The Centers for Medicare and Medicaid Services (CMS) released a proposed rule that would update the methodology used to measure the performance of accountable care organizations (ACOs) participating in the Medicare Shared Savings Program. 

The rule is designed to improve long-term incentives for ACOs. The intent is to increase the number of ACOs and to make “ACOs and the coordinated care they provide to patients more of a standard in all parts of the country,” according to CMS.

The proposal seeks to modify the process for resetting the benchmarks used to evaluate ACO performance for organizations that want to renew their participation contracts for a second or subsequent agreement period. 

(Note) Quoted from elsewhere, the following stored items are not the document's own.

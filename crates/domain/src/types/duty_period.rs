//! Duty periods and their components, populated from pairing details

use std::time::Duration;

use chrono::{DateTime, Utc};
use serde::{Deserialize, Serialize};
use serde_json::Value;

use crate::impl_code_conversions;
use crate::utils::json::decode;
use crate::Result;

/// Kind of activity a duty period component represents
#[derive(Debug, Clone, Copy, PartialEq, Eq, Hash, Serialize, Deserialize)]
#[serde(rename_all = "snake_case")]
pub enum ActivityKind {
    Flight,
    Ground,
    Shuttle,
    Train,
    Simulator,
    Hotel,
    /// Any code this client does not know about yet
    Other,
}

impl_code_conversions!(ActivityKind {
    Flight => "flight",
    Ground => "ground",
    Shuttle => "shuttle",
    Train => "train",
    Simulator => "simulator",
    Hotel => "hotel",
    Other => "other",
});

/// One flight or ground activity within a duty period
#[derive(Debug, Clone, PartialEq, Eq, Serialize, Deserialize)]
pub struct DutyPeriodComponent {
    pub kind: ActivityKind,
    pub start: Option<DateTime<Utc>>,
    pub end: Option<DateTime<Utc>>,
    pub departure_airport: Option<String>,
    pub arrival_airport: Option<String>,
    /// Set for flight components (operating or positioning)
    pub flight_number: Option<String>,
    pub description: Option<String>,
}

impl DutyPeriodComponent {
    pub fn from_raw(raw: &Value) -> Result<Self> {
        let dto: ComponentDto = decode("DutyPeriodComponent", raw)?;
        let kind = dto
            .kind
            .as_deref()
            .and_then(|code| code.parse().ok())
            .unwrap_or(ActivityKind::Other);

        Ok(Self {
            kind,
            start: dto.start_date_time,
            end: dto.end_date_time,
            departure_airport: dto.departure_airport_code,
            arrival_airport: dto.arrival_airport_code,
            flight_number: dto.flight_number,
            description: dto.description,
        })
    }

    /// Elapsed time between start and end, when both are known and ordered.
    #[must_use]
    pub fn duration(&self) -> Option<Duration> {
        let (start, end) = (self.start?, self.end?);
        (end - start).to_std().ok()
    }
}

/// One working day within a pairing
#[derive(Debug, Clone, PartialEq, Eq, Serialize, Deserialize)]
pub struct DutyPeriod {
    pub components: Vec<DutyPeriodComponent>,
    /// Flight-hours (block) time of the day
    pub block_time: Duration,
    /// Rest before the next duty period; absent on the last day of a trip
    pub rest_to_next: Option<Duration>,
}

impl DutyPeriod {
    pub fn from_raw(raw: &Value) -> Result<Self> {
        let dto: DutyPeriodDto = decode("DutyPeriod", raw)?;

        Ok(Self {
            components: dto
                .components
                .unwrap_or_default()
                .iter()
                .map(DutyPeriodComponent::from_raw)
                .collect::<Result<_>>()?,
            block_time: Duration::from_secs(dto.block_time.unwrap_or_default()),
            rest_to_next: dto.rest_duration.map(Duration::from_secs),
        })
    }

    /// Components flown as flights, in duty order.
    pub fn flights(&self) -> impl Iterator<Item = &DutyPeriodComponent> {
        self.components.iter().filter(|c| c.kind == ActivityKind::Flight)
    }
}

#[derive(Debug, Deserialize)]
#[serde(rename_all = "camelCase")]
struct ComponentDto {
    #[serde(rename = "type")]
    kind: Option<String>,
    start_date_time: Option<DateTime<Utc>>,
    end_date_time: Option<DateTime<Utc>>,
    departure_airport_code: Option<String>,
    arrival_airport_code: Option<String>,
    flight_number: Option<String>,
    description: Option<String>,
}

#[derive(Debug, Deserialize)]
#[serde(rename_all = "camelCase")]
struct DutyPeriodDto {
    components: Option<Vec<Value>>,
    block_time: Option<u64>,
    rest_duration: Option<u64>,
}

#[cfg(test)]
mod tests {
    use serde_json::json;

    use super::*;

    #[test]
    fn parses_duty_period_with_components() {
        let duty = DutyPeriod::from_raw(&json!({
            "components": [
                {
                    "type": "FLIGHT",
                    "startDateTime": "2024-07-01T05:00:00Z",
                    "endDateTime": "2024-07-01T07:30:00Z",
                    "departureAirportCode": "ORY",
                    "arrivalAirportCode": "LIS",
                    "flightNumber": "TO3456"
                },
                {"type": "HOTEL", "description": "Lisbon city hotel"},
                {"type": "BRIEFING"}
            ],
            "blockTime": 9000,
            "restDuration": 50400
        }))
        .unwrap();

        assert_eq!(duty.components.len(), 3);
        assert_eq!(duty.components[0].kind, ActivityKind::Flight);
        assert_eq!(duty.components[0].duration(), Some(Duration::from_secs(9000)));
        assert_eq!(duty.components[1].kind, ActivityKind::Hotel);
        assert_eq!(duty.components[2].kind, ActivityKind::Other);
        assert_eq!(duty.flights().count(), 1);
        assert_eq!(duty.block_time, Duration::from_secs(9000));
        assert_eq!(duty.rest_to_next, Some(Duration::from_secs(50400)));
    }

    #[test]
    fn last_duty_period_has_no_rest() {
        let duty = DutyPeriod::from_raw(&json!({"blockTime": 3600})).unwrap();

        assert!(duty.components.is_empty());
        assert_eq!(duty.rest_to_next, None);
    }

    #[test]
    fn inverted_component_has_no_duration() {
        let component = DutyPeriodComponent::from_raw(&json!({
            "type": "GROUND",
            "startDateTime": "2024-07-01T08:00:00Z",
            "endDateTime": "2024-07-01T07:00:00Z"
        }))
        .unwrap();

        assert_eq!(component.duration(), None);
    }
}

The new methodology would use regional spending growth trends instead of national trends when establishing and updating an ACO’s rebased benchmark. It also would adjust an ACO’s rebased benchmark when the organization enters a second or subsequent agreement period by a percentage of the difference between fee-for-service spending in the ACO’s regional service area and the ACO’s historical spending. The percentage would increase over time, providing more incentive for continued participation and improvement. 

Implementation would be phased in, giving ACOs time to prepare for the benchmarks that incorporate regional expenditures. 

Separately, CMS proposed new rules required by the Medicare Access and CHIP Reauthorization Act that will increase access to analyses and other data among providers and employers.

The rules will allow approved organizations (i.e., “qualified entities”) to confidentially share or sell analyses of Medicare and private insurer claims data to providers, employers and other groups who can use the data to make more informed health care decisions, CMS said. So far, 13 organizations have applied for and received approval to be a qualified entity. 

The rules include strict privacy and security requirements for all entities receiving Medicare analyses or data, as well as new annual reporting requirements. 

The proposed rules are available at the Federal Register website. Comments are being accepted for 60 days.